Ponty shook his wrinkled brow. “I wish I were cocksure of that,” he said. “You see, after all, he's not as other men. On one side he's a semi-royalty, and there are dynastic considerations; on t'other side he's a Wohenhoffen, and, with every respect for the house of Adgate, I'm doubting whether the Wohenhoffens would quite regard them as even birthish. Of course, she has money, and money might go a long way towards rose-colouring their visions. Still, their vision is a thing he'd have to reckon with. No--I'm afraid he may continue to philander, and let 'I dare not' wait upon 'I would,' unless she gives him a good deal more than a mere chance--unless she gives him positive encouragement--unless, in fine, by showing the condition of her own heart she sweeps the poor fellow off his feet. You question whether she's in love with him. Dear child, why shouldn't she be? 'Tis Italy, 'tis springtime, and whither should a young girl's fancy turn? Besides, she has red hair.”

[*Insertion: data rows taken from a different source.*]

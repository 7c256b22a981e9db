// Title bar component
//
// Renders the app name and the tagline inherited from the event posters.

use crate::tui::app::App;
use ratatui::{
    layout::Rect,
    style::{Modifier, Style},
    text::{Line, Span},
    widgets::{Block, Borders, Paragraph},
    Frame,
};
use unicode_width::UnicodeWidthStr;

const TAGLINE_FULL: &str =
    "my friend asked if I wanted to go to happy hour. I said, WINE NOT?";
const TAGLINE_SHORT: &str = "WINE NOT?";

/// Render the title bar at the top of the screen
///
/// Shows the app name plus as much of the tagline as the width allows,
/// and a hint for the help overlay in the top-right corner.
pub fn render(f: &mut Frame, area: Rect, app: &App) {
    let name = " 🍦 scandesk";

    let tagline = if area.width as usize > name.width() + TAGLINE_FULL.width() + 12 {
        Some(TAGLINE_FULL)
    } else if area.width as usize > name.width() + TAGLINE_SHORT.width() + 12 {
        Some(TAGLINE_SHORT)
    } else {
        None
    };

    let mut spans = vec![Span::styled(name, app.theme.title_style())];
    if let Some(tagline) = tagline {
        spans.push(Span::styled("  ──  ", app.theme.dim_style()));
        spans.push(Span::styled(
            tagline,
            Style::default()
                .fg(app.theme.tagline)
                .add_modifier(Modifier::ITALIC),
        ));
    }

    let title = Paragraph::new(Line::from(spans)).block(
        Block::default()
            .borders(Borders::ALL)
            .border_style(Style::default().fg(app.theme.title))
            .title_top(Line::from(" ? ").right_aligned()),
    );

    f.render_widget(title, area);
}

“Springtime?” protested Lucilla. “I thought it was September.”
“So it is,” agreed her brother, flourishing his cigarette. “But September in Italy is proud-pied April under a pseudonym. The April winds are passional for bachelors and dames. Besides, she has red hair.”
“Red hair?” protested Lucilla. “Her hair is brown.”
“So it is,” agreed her brother, with a second flourish. “But the larger includes the less. I did not say she was a red-haired woman. A red-haired woman is red, a black-haired woman is black, and there's an end on't; expect no mystery, no semi-tones, no ambiguities. I said she had red hair, and so she has, since her hair is brown. A brown-haired woman is everything, is infinite variety, is as elusively multi-coloured as a dying dolphin. A brown-haired woman's hair is red, black, blue, green, purple, amber, with their thousand intermediates, according to mood and tense. Oh, give me a brown-haired woman, and surprises, improbabilities, perplexities, will never be to seek. A brown-haired woman has red hair, and red hair means a temperament and a temper. No, I honestly think our little brown-haired friend, in just so far as her hair is red, is feeling foolish about Bertram, and I look hopefully forward (_unberufen_) to the day when her temper or her temperament will get the better of her discretion, and let him see what's what. Then (_unberufen_) his native chivalry will compel him to offer her his hand. Thank goodness she has money.”
“It's very handsome of you,” said Ruth, for the first time coming into the conversation, though she had been present from its inception, “it's very handsome indeed of you to take so much interest in my affairs--and to discuss them so frankly before my face.”
“It _is_ handsome of us,” agreed Pontycroft, chucking his cigarette away, “and I am glad you appreciate it. For we might be discussing the weather, a vastly more remunerative theme. Has it ever struck you how inept the duffers are who taboo the weather as a subject of conversation? There's nothing else in the physical universe so directly vital to man's welfare as the weather, nothing on which his comfort so immediately depends, and nothing (to take a higher ground) that speaks such an eloquent and varied language to his sense of beauty. The music of the wind, the colours of the sky, the palaces and pictures in the clouds! Yet duffers taboo it as a subject of conversation. The weather is the physiognomy of Heaven towards us, its smile or frown. What else should we discuss? Hello, here he comes.”
Bertram came up the garden path and mounted the terrace.
“My mother,” he announced, “is arriving this evening from Vienna. I was wondering whether you would lunch with us to-morrow, to make her acquaintance.”
“Oho,” whispered Ponty in Ruth's ear, “this really does look like business. Madame Mère is coming to look you over.”